Para kepala sekolah swasta, khususnya SMK yang berjumlah 25, merasakan keprihatinan yang mendalam menjelang tahun ajaran baru 2025/2026. Surat terbuka itu mereka kirim kepada panitia Sistem Penerimaan Murid Baru (SPMB) SMK/SMA negeri.
Isinya bukan hanya keluhan, namun juga ajakan untuk membangun rasa keadilan. Secara lebih rinci, data yang dilampirkan dalam surat itu menunjukkan, penerimaan siswa baru di SMA negeri di Kota Sukabumi dari lima sekolah berjumlah 2.342 siswa, lalu SMK negeri dari empat sekolah 2.090 siswa, sehingga total yang diterima di sekolah negeri adalah 4.432. Sementara lulusan SMP negeri dan swasta tahun ini, berdasarkan catatan Dinas Pendidikan dan Kebudayaan (Disdikbud), sebanyak 4.589 orang. Dengan demikian, jika kuota negeri terpenuhi, hanya tersisa 157 siswa.
Kondisi ini membuat banyak kepala sekolah atau kepsek swasta tidak yakin dengan masa depan sekolah yang mereka pimpin. Ketua Musyawarah Kerja Kepala Sekolah (MKKS) SMK Kota Sukabumi, Budi Supriadi, mengatakan surat terbuka ini merupakan bentuk keprihatinan kolektif yang sudah lama dipendam para kepala sekolah.
“Kami tidak sedang meminta dikasihani. Kami hanya ingin didengar, diajak bicara, dan diperlakukan sebagai bagian dari sistem pendidikan, bukan saingan,” ujarnya saat dikonfirmasi sukabumiupdate.com lewat WhatsApp, Sabtu (28/6/2025).
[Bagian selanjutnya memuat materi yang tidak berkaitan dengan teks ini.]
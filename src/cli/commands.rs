//! CLI command definitions.
//!
//! This module defines all CLI commands and their arguments using clap.

use clap::{Parser, Subcommand};
use std::path::PathBuf;

/// fortisync - Declarative FortiManager configuration sync.
#[derive(Parser, Debug)]
#[command(name = "fortisync")]
#[command(author, version, about, long_about = None)]
#[command(propagate_version = true)]
pub struct Cli {
    /// Path to the configuration file.
    #[arg(short, long, global = true, env = "FORTISYNC_CONFIG")]
    pub config: Option<PathBuf>,

    /// Enable verbose output.
    #[arg(short, long, global = true)]
    pub verbose: bool,

    /// Output format (text, json).
    #[arg(long, global = true, default_value = "text")]
    pub output: OutputFormat,

    /// Log format (text, json).
    #[arg(long, global = true, default_value = "text")]
    pub log_format: LogFormat,

    /// Subcommand to execute.
    #[command(subcommand)]
    pub command: Commands,
}

/// Available CLI commands.
#[derive(Subcommand, Debug)]
pub enum Commands {
    /// Initialize a new fortisync project.
    Init {
        /// Directory to initialize (defaults to current directory).
        #[arg(default_value = ".")]
        path: PathBuf,

        /// Force overwrite existing files.
        #[arg(short, long)]
        force: bool,
    },

    /// Validate the configuration against the resource schemas.
    Validate {
        /// Show warnings as well as errors.
        #[arg(short, long)]
        warnings: bool,
    },

    /// Show what an apply would change.
    Plan {
        /// Show field-level differences.
        #[arg(short, long)]
        detailed: bool,
    },

    /// Apply the configuration to FortiManager.
    Apply {
        /// Skip confirmation prompt.
        #[arg(short, long)]
        yes: bool,

        /// Continue on errors.
        #[arg(long)]
        continue_on_error: bool,
    },

    /// Re-read every managed object and update the state.
    Refresh,

    /// Check for changes made on FortiManager outside fortisync.
    Drift,

    /// Bring an existing object under management.
    Import {
        /// Resource name from the configuration file.
        name: String,

        /// Object id on FortiManager (ignored for singletons).
        id: String,
    },

    /// Delete every managed object.
    Destroy {
        /// Skip confirmation prompt.
        #[arg(short, long)]
        yes: bool,

        /// Continue on errors.
        #[arg(long)]
        continue_on_error: bool,
    },

    /// Inspect resource schemas.
    Schema {
        /// Schema subcommand.
        #[command(subcommand)]
        command: SchemaCommands,
    },

    /// Manage the local state.
    State {
        /// State subcommand.
        #[command(subcommand)]
        command: StateCommands,
    },
}

/// Schema inspection subcommands.
#[derive(Subcommand, Debug)]
pub enum SchemaCommands {
    /// List known resource types.
    List,

    /// Show the fields of one resource type.
    Show {
        /// Resource type name.
        resource_type: String,
    },
}

/// State management subcommands.
#[derive(Subcommand, Debug)]
pub enum StateCommands {
    /// Show current state.
    Show,

    /// Lock the state.
    Lock {
        /// Lock holder identifier.
        #[arg(long)]
        holder: Option<String>,
    },

    /// Unlock the state.
    Unlock {
        /// Lock ID to unlock.
        #[arg(long)]
        lock_id: Option<String>,

        /// Force unlock (dangerous).
        #[arg(long)]
        force: bool,
    },

    /// Forget a resource without deleting its object.
    Rm {
        /// Resource name.
        name: String,
    },
}

/// Output format options.
#[derive(Debug, Clone, Copy, Default, PartialEq, Eq, clap::ValueEnum)]
pub enum OutputFormat {
    /// Human-readable text output.
    #[default]
    Text,
    /// JSON output for scripting.
    Json,
}

/// Log format options.
#[derive(Debug, Clone, Copy, Default, PartialEq, Eq, clap::ValueEnum)]
pub enum LogFormat {
    /// Human-readable log lines.
    #[default]
    Text,
    /// One JSON object per log line.
    Json,
}

#[cfg(test)]
mod tests {
    use super::*;

    #[test]
    fn test_parse_import() {
        let cli = Cli::try_parse_from(["fortisync", "import", "public", "5"]).unwrap();
        match cli.command {
            Commands::Import { name, id } => {
                assert_eq!(name, "public");
                assert_eq!(id, "5");
            }
            other => panic!("unexpected command: {other:?}"),
        }
        assert_eq!(cli.output, OutputFormat::Text);
    }

    #[test]
    fn test_parse_global_flags() {
        let cli = Cli::try_parse_from([
            "fortisync",
            "--output",
            "json",
            "--log-format",
            "json",
            "state",
            "rm",
            "old",
        ])
        .unwrap();
        assert_eq!(cli.output, OutputFormat::Json);
        assert_eq!(cli.log_format, LogFormat::Json);
        assert!(matches!(
            cli.command,
            Commands::State { command: StateCommands::Rm { ref name } } if name == "old"
        ));
    }

    #[test]
    fn test_verify_cli() {
        use clap::CommandFactory;
        Cli::command().debug_assert();
    }
}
Menurut Budi, selama ini komunikasi dengan pihak sekolah negeri maupun panitia SPMB sangat sulit dilakukan. “Saat kami para kepsek SMK swasta mencoba komunikasi dengan kepsek negeri, khususnya soal SPMB, hasilnya buntu. Chat hanya dibaca,” ungkapnya.
Ia juga menyebut pihaknya sudah mencoba menjalin komunikasi dengan instansi terkait. Namun jawaban yang diterima terkesan normatif. “Ada yang hanya bilang, ‘komunikasikan langsung dengan kaseknya’, ada juga yang bilang, ‘turut prihatin atas situasi dan kondisi SMK swasta saat ini, surat akan diteruskan ke pimpinan’,” ujar Budi.
Tak berhenti di situ, para kepala sekolah juga sempat mengadukan situasi ini ke DPRD Kota Sukabumi, khususnya Komisi III yang membidangi pendidikan. Namun respons yang diterima belum memuaskan.
Budi menjelaskan SMK swasta tidak meminta perlakuan istimewa, apalagi belas kasihan. Yang diharapkan adalah regulasi adil dan sikap saling menghargai. “Kami ingin ada langkah konkret dari dinas. Misalnya dengan mengatur daya tampung sekolah negeri agar tidak menyerap habis seluruh lulusan SMP, sehingga masih ada ruang bagi kami di swasta. Ini bukan soal rebutan murid, tapi keberlangsungan pendidikan di Kota Sukabumi secara keseluruhan,” tegasnya.